4. Dans les actes de
la dernière « Conférence Préconciliaire » de Genève, comme ceux des
réunions similaires antérieures, il
apparaît clairement que la « délégation ecclésiastique » de
Constantinople ne diffère guère de celle de -, en ce qui concerne la
problématique et les thèmes qu’elles proposent respectivement comme objet des
travaux du futur Concile. Elles ont les mêmes thèmes, presque le même langage,
la même mentalité, des ambitions semblables. Mais cela n’est pas étonnant.

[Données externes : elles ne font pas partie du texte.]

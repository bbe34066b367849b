#![forbid(unsafe_code)]

use crate::tools::to_json;
use crate::{
    McpServer, ai_error, ai_ok, optional_f64, optional_i64, optional_string,
    optional_string_array, require_string, require_u64, store_error,
};
use kn_store::actions::task::{
    NewTask, TaskPatch, create_task, get_task, list_tasks, update_task, update_tasks_batch,
};
use serde_json::{Map, Value, json};
use std::collections::BTreeMap;

impl McpServer {
    pub(crate) fn tool_create_task(&mut self, args: Value) -> Value {
        let Some(args_obj) = args.as_object() else {
            return ai_error("INVALID_INPUT", "arguments must be an object");
        };
        let title = match require_string(args_obj, "title") {
            Ok(value) => value,
            Err(resp) => return resp,
        };
        let new_task = NewTask {
            title,
            description: match optional_string(args_obj, "description") {
                Ok(value) => value,
                Err(resp) => return resp,
            },
            column: match optional_string(args_obj, "column") {
                Ok(value) => value,
                Err(resp) => return resp,
            },
            labels: match optional_string_array(args_obj, "labels") {
                Ok(value) => value.unwrap_or_default(),
                Err(resp) => return resp,
            },
            priority: match optional_i64(args_obj, "priority") {
                Ok(value) => value,
                Err(resp) => return resp,
            },
            story_points: match optional_f64(args_obj, "storyPoints") {
                Ok(value) => value,
                Err(resp) => return resp,
            },
            sprint: match optional_string(args_obj, "sprint") {
                Ok(value) => value,
                Err(resp) => return resp,
            },
        };
        let filename = match optional_string(args_obj, "filename") {
            Ok(value) => value,
            Err(resp) => return resp,
        };

        let path = self.board_path(filename.as_deref());
        match create_task(&path, new_task) {
            Ok(task) => ai_ok("create_task", json!({ "task": to_json(&task) })),
            Err(err) => store_error(&err),
        }
    }

    pub(crate) fn tool_get_task(&mut self, args: Value) -> Value {
        let Some(args_obj) = args.as_object() else {
            return ai_error("INVALID_INPUT", "arguments must be an object");
        };
        let id = match require_u64(args_obj, "id") {
            Ok(value) => value,
            Err(resp) => return resp,
        };
        let filename = match optional_string(args_obj, "filename") {
            Ok(value) => value,
            Err(resp) => return resp,
        };

        let path = self.board_path(filename.as_deref());
        match get_task(&path, id) {
            Ok(task) => ai_ok("get_task", json!({ "task": to_json(&task) })),
            Err(err) => store_error(&err),
        }
    }

    pub(crate) fn tool_list_tasks(&mut self, args: Value) -> Value {
        let Some(args_obj) = args.as_object() else {
            return ai_error("INVALID_INPUT", "arguments must be an object");
        };
        let column = match optional_string(args_obj, "column") {
            Ok(value) => value,
            Err(resp) => return resp,
        };
        let sprint = match optional_string(args_obj, "sprint") {
            Ok(value) => value,
            Err(resp) => return resp,
        };
        let filename = match optional_string(args_obj, "filename") {
            Ok(value) => value,
            Err(resp) => return resp,
        };

        let path = self.board_path(filename.as_deref());
        match list_tasks(&path, column.as_deref(), sprint.as_deref()) {
            Ok(tasks) => ai_ok(
                "list_tasks",
                json!({ "count": tasks.len(), "tasks": to_json(&tasks) }),
            ),
            Err(err) => store_error(&err),
        }
    }

    pub(crate) fn tool_update_task(&mut self, args: Value) -> Value {
        let Some(args_obj) = args.as_object() else {
            return ai_error("INVALID_INPUT", "arguments must be an object");
        };
        let id = match require_u64(args_obj, "id") {
            Ok(value) => value,
            Err(resp) => return resp,
        };
        let patch = match parse_task_patch(args_obj) {
            Ok(patch) => patch,
            Err(resp) => return resp,
        };
        if patch.is_empty() {
            return ai_error("INVALID_INPUT", "no task fields to update");
        }
        let filename = match optional_string(args_obj, "filename") {
            Ok(value) => value,
            Err(resp) => return resp,
        };

        let path = self.board_path(filename.as_deref());
        match update_task(&path, id, &patch) {
            Ok(task) => ai_ok("update_task", json!({ "task": to_json(&task) })),
            Err(err) => store_error(&err),
        }
    }

    pub(crate) fn tool_update_tasks_batch(&mut self, args: Value) -> Value {
        let Some(args_obj) = args.as_object() else {
            return ai_error("INVALID_INPUT", "arguments must be an object");
        };
        let Some(updates_obj) = args_obj.get("updates").and_then(Value::as_object) else {
            return ai_error("INVALID_INPUT", "updates must be an object");
        };

        let mut patches = BTreeMap::new();
        for (key, value) in updates_obj {
            let Ok(id) = key.parse::<u64>() else {
                return ai_error(
                    "INVALID_INPUT",
                    &format!("updates keys must be task ids, got: {key}"),
                );
            };
            let Some(update_obj) = value.as_object() else {
                return ai_error(
                    "INVALID_INPUT",
                    &format!("update for task {id} must be an object"),
                );
            };
            let patch = match parse_task_patch(update_obj) {
                Ok(patch) => patch,
                Err(resp) => return resp,
            };
            patches.insert(id, patch);
        }
        let filename = match optional_string(args_obj, "filename") {
            Ok(value) => value,
            Err(resp) => return resp,
        };

        let path = self.board_path(filename.as_deref());
        match update_tasks_batch(&path, &patches) {
            Ok(updated) => {
                let tasks = updated
                    .values()
                    .map(to_json)
                    .collect::<Vec<_>>();
                ai_ok(
                    "update_tasks_batch",
                    json!({ "count": tasks.len(), "tasks": tasks }),
                )
            }
            Err(err) => store_error(&err),
        }
    }
}

fn parse_task_patch(args_obj: &Map<String, Value>) -> Result<TaskPatch, Value> {
    Ok(TaskPatch {
        title: optional_string(args_obj, "title")?,
        description: optional_string(args_obj, "description")?,
        column: optional_string(args_obj, "column")?,
        labels: optional_string_array(args_obj, "labels")?,
        priority: optional_i64(args_obj, "priority")?,
        story_points: optional_f64(args_obj, "storyPoints")?,
        sprint: optional_string(args_obj, "sprint")?,
    })
}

Car
en fait, qui « représentent-elles ? » Quelle est l’Église et
quel est le peuple de Dieu qu’elles représentent en ce moment, l’une et
l’autre ? La hiérarchie de Constantinople, lors de presque toutes ces
réunions panorthodoxes, est composée principalement de métropolites et
d’évêques titulaires, donc de pasteurs sans ouailles et sans responsabilité
pastorale concrète devant Dieu et devant les fidèles ; qui
représente-t-elle et qui représentera-t-elle au futur Concile ? Parmi les
représentants officiels du Patriarcat Œcuménique de Constantinople ne figurent
même pas les hiérarques des Îles grecques, où vit un véritable troupeau de
fidèles orthodoxes, ni les hiérarques des diocèses grecs d’Europe et
d’Amérique, sans parler des autres évêques orthodoxes : russes,
américains, japonais, noirs africains, qui ont derrière eux de nombreux fidèles
orthodoxes et des théologiens confirmés. D’autre part, les délégations
actuelles du Patriarcat de Moscou représentent-elles réellement la Sainte et Grande
Église russe avec ses millions de martyrs et de confesseurs de la foi que Dieu
seul connaît ? Il ressort de ce que déclarent et soutiennent ces
« délégations » lorsqu’elles sortent d’Union soviétique, qu’elles ne
portent pas le véritable esprit, ni n’expriment la véritable position de
l’Église orthodoxe russe et de ses fidèles ouailles orthodoxes car, le plus
souvent, ces « délégations » obéissent à César plutôt qu’à Dieu,
tandis que l’Évangile nous enseigne d’obéir
à Dieu plutôt qu’aux hommes (Actes V, 29).
Au demeurant, une
telle « représentation » des Églises orthodoxes aux réunions
panorthodoxes de Rhodes et de Genève est-elle vainement juste et orthodoxe ?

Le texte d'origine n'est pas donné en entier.